• Work task: Everything from the line containing "use fastrand::Rng;" through the line containing "params.scheduler.strategy(), duration, nb_slots);" in the listing below should be copied exactly, and nothing more.

↓↓↓

use std::process;
use std::time::Instant;

use clap::{App, load_yaml};
use fastrand::Rng;
use serde_json::json;
use tracing::error;

use exam_color::error::Result;
use exam_color::util::{init_logging, read_params, print_schedule, export_results};


fn run(main_args:&clap::ArgMatches) -> Result<()> {
    let mut params = read_params(main_args)?;
    if params.random_first {
        let rng = match params.seed {
            None => Rng::new(),
            Some(seed) => Rng::with_seed(seed),
        };
        params.scheduler.set_rng(Some(rng));
    }

    // solve it
    let t_start = Instant::now();
    params.scheduler.color_graph()?;
    let duration = t_start.elapsed().as_secs_f32();
    let nb_slots = params.scheduler.slot_count();
    println!("{:?} took {:.3} seconds. Nb slots: {}", params.scheduler.strategy(), duration, nb_slots);
    print_schedule(&params.scheduler);
    let stats = json!({
        "primal_list": vec![nb_slots],
        "lower_bound": params.scheduler.clique_lower_bound(),
        "valid": params.scheduler.is_valid_coloring(),
        "time_searched": duration,
        "inst_name": params.inst_name,
        "schedule": params.scheduler.schedule_view(),
    });

    // export results
    export_results(&params.scheduler, &stats, params.perf_file.as_deref(), params.sol_file.as_deref())
}

/** assigns exam slots to the courses of a registration file */
pub fn main() {
    init_logging();
    // parse arguments
    let yaml = load_yaml!("exam_schedule.yml");
    let main_args = App::from_yaml(yaml).get_matches();
    if let Err(e) = run(&main_args) {
        error!("{}", e);
        eprintln!("ERROR: {}", e);
        process::exit(1);
    }
}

↑↑↑

• Problem solution:
use fastrand::Rng;
use serde_json::json;
use tracing::error;

use exam_color::error::Result;
use exam_color::util::{init_logging, read_params, print_schedule, export_results};


fn run(main_args:&clap::ArgMatches) -> Result<()> {
    let mut params = read_params(main_args)?;
    if params.random_first {
        let rng = match params.seed {
            None => Rng::new(),
            Some(seed) => Rng::with_seed(seed),
        };
        params.scheduler.set_rng(Some(rng));
    }

    // solve it
    let t_start = Instant::now();
    params.scheduler.color_graph()?;
    let duration = t_start.elapsed().as_secs_f32();
    let nb_slots = params.scheduler.slot_count();
    println!("{:?} took {:.3} seconds. Nb slots: {}", params.scheduler.strategy(), duration, nb_slots);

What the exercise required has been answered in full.